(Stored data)
____________
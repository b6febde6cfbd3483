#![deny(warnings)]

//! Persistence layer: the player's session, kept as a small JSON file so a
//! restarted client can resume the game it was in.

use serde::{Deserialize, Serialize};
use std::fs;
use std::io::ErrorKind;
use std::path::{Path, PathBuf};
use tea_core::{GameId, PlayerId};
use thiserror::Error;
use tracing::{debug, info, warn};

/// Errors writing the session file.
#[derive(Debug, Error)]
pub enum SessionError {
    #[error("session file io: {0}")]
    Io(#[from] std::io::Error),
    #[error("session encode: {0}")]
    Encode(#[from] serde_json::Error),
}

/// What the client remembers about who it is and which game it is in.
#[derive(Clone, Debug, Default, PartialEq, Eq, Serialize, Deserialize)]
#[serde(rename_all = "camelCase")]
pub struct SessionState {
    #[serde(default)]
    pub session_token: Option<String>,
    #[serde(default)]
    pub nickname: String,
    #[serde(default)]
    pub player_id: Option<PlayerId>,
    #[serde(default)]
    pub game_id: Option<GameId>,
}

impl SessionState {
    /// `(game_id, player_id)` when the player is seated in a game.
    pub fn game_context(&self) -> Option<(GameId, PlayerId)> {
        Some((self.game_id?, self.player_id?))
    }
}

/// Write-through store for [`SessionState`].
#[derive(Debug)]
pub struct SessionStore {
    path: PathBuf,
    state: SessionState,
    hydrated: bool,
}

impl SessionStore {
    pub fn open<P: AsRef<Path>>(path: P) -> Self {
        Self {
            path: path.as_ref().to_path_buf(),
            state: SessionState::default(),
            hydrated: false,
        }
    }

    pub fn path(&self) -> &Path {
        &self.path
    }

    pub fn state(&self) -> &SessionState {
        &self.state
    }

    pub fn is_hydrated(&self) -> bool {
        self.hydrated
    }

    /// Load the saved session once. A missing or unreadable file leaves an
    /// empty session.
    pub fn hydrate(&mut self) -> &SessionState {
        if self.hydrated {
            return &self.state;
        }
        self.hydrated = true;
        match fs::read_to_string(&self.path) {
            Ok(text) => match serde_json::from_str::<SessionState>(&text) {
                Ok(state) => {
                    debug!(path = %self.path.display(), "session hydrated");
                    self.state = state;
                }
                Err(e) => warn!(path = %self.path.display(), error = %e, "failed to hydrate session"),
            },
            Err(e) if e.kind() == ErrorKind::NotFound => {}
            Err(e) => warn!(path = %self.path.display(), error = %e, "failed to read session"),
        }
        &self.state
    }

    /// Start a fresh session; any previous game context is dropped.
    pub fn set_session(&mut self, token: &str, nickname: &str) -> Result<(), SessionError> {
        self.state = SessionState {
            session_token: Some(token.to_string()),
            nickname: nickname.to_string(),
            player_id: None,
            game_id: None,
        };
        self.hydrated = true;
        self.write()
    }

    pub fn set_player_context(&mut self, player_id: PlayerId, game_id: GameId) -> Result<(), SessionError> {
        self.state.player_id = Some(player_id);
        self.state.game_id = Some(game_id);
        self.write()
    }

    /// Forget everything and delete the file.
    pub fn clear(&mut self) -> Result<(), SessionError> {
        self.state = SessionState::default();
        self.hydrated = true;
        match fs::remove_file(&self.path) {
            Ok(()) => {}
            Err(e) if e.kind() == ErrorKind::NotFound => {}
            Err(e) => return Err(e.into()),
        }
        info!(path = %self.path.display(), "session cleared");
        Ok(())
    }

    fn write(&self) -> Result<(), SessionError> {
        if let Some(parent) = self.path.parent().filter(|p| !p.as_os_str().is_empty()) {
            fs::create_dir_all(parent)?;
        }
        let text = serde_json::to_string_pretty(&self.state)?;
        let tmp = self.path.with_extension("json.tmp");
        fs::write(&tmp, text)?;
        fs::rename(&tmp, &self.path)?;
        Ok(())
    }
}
____________
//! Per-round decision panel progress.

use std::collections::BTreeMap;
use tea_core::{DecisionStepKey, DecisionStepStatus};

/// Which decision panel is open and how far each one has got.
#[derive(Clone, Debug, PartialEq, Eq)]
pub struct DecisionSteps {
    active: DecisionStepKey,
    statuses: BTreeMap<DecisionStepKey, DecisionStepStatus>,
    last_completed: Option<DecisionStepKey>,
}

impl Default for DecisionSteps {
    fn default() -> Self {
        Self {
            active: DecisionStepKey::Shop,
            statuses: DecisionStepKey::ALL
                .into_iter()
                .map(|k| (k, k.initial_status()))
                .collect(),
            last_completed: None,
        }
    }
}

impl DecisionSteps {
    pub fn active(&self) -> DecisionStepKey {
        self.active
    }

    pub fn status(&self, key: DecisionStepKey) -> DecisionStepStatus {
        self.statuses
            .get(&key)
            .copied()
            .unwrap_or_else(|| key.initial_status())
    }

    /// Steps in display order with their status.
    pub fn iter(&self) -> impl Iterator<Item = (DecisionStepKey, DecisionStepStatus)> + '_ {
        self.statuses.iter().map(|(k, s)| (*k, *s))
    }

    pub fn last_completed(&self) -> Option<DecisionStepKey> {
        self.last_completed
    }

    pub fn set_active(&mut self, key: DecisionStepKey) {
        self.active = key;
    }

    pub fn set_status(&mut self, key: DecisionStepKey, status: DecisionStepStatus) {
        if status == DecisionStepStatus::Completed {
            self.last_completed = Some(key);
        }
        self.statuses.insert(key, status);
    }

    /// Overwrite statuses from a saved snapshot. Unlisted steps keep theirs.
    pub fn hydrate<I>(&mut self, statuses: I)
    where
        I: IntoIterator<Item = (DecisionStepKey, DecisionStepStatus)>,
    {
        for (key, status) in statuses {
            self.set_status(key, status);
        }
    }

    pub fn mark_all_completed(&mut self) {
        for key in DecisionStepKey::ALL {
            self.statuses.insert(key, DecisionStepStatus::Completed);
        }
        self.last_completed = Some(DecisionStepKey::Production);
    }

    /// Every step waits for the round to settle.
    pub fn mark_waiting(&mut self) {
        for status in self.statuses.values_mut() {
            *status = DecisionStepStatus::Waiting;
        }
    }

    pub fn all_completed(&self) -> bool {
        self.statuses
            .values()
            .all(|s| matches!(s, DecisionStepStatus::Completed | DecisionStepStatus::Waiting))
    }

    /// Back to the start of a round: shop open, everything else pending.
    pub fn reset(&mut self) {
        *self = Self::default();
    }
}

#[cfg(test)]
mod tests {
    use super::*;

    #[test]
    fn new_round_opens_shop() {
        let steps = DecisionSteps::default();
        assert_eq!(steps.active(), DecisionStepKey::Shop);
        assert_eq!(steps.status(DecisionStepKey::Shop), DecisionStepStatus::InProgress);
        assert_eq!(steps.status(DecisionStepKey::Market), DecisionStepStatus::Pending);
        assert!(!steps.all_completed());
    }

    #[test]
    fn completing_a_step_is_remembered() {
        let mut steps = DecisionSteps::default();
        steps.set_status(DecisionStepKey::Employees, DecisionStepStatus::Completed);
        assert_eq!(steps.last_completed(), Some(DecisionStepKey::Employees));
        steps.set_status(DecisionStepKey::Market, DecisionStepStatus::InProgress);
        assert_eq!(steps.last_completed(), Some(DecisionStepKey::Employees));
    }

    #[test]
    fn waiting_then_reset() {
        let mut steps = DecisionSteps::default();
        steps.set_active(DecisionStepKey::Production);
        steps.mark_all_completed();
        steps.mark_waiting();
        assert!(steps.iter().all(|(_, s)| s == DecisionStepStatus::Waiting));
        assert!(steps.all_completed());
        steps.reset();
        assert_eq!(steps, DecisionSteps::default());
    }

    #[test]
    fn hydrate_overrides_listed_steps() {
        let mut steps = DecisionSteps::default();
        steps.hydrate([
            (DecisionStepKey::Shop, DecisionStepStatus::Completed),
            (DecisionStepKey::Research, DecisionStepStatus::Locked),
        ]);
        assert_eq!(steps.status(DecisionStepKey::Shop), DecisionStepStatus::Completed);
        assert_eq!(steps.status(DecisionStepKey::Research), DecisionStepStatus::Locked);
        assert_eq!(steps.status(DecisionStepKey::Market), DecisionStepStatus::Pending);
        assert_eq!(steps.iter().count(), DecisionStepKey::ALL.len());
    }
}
____________
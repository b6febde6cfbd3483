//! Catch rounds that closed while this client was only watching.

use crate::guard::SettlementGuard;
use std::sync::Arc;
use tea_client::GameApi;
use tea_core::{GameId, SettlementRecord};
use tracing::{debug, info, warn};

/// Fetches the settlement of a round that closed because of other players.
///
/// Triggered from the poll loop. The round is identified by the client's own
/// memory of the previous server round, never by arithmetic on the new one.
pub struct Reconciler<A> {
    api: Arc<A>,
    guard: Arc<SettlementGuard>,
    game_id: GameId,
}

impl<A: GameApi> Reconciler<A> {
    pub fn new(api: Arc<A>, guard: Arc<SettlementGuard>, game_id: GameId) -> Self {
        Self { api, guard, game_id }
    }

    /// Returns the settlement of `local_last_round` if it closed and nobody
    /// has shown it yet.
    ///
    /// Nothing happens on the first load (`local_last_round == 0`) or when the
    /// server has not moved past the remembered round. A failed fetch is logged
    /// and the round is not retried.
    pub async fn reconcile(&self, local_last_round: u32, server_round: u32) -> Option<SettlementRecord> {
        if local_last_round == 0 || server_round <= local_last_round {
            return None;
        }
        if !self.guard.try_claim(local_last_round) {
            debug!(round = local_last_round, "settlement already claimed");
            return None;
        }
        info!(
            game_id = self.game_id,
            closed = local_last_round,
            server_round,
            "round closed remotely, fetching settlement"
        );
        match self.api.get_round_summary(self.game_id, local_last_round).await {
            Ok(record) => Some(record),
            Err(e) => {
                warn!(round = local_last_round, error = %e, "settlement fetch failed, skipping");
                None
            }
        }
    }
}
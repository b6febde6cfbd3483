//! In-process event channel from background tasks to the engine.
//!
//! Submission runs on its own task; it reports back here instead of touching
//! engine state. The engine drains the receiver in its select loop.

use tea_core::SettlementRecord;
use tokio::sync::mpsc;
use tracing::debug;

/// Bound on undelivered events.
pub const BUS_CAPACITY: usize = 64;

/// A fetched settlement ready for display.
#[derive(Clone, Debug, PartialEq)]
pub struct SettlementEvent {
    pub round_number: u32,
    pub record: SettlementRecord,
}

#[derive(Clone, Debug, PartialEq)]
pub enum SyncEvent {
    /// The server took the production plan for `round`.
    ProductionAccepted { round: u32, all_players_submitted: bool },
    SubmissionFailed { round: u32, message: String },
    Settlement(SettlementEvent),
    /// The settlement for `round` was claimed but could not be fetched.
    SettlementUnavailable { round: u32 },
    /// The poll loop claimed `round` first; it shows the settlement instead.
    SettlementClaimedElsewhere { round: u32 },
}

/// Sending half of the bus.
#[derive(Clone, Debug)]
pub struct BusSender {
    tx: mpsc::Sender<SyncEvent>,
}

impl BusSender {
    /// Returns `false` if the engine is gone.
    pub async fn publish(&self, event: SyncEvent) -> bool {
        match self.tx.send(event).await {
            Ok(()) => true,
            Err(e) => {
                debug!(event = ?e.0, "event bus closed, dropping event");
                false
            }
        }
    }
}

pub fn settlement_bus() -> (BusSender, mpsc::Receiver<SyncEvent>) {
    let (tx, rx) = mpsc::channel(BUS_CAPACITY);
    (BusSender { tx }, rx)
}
____________
Brief: The answer must be every line of the data that holds the word "fetched".

Expected answer:
/// A fetched settlement ready for display.
    /// The settlement for `round` was claimed but could not be fetched.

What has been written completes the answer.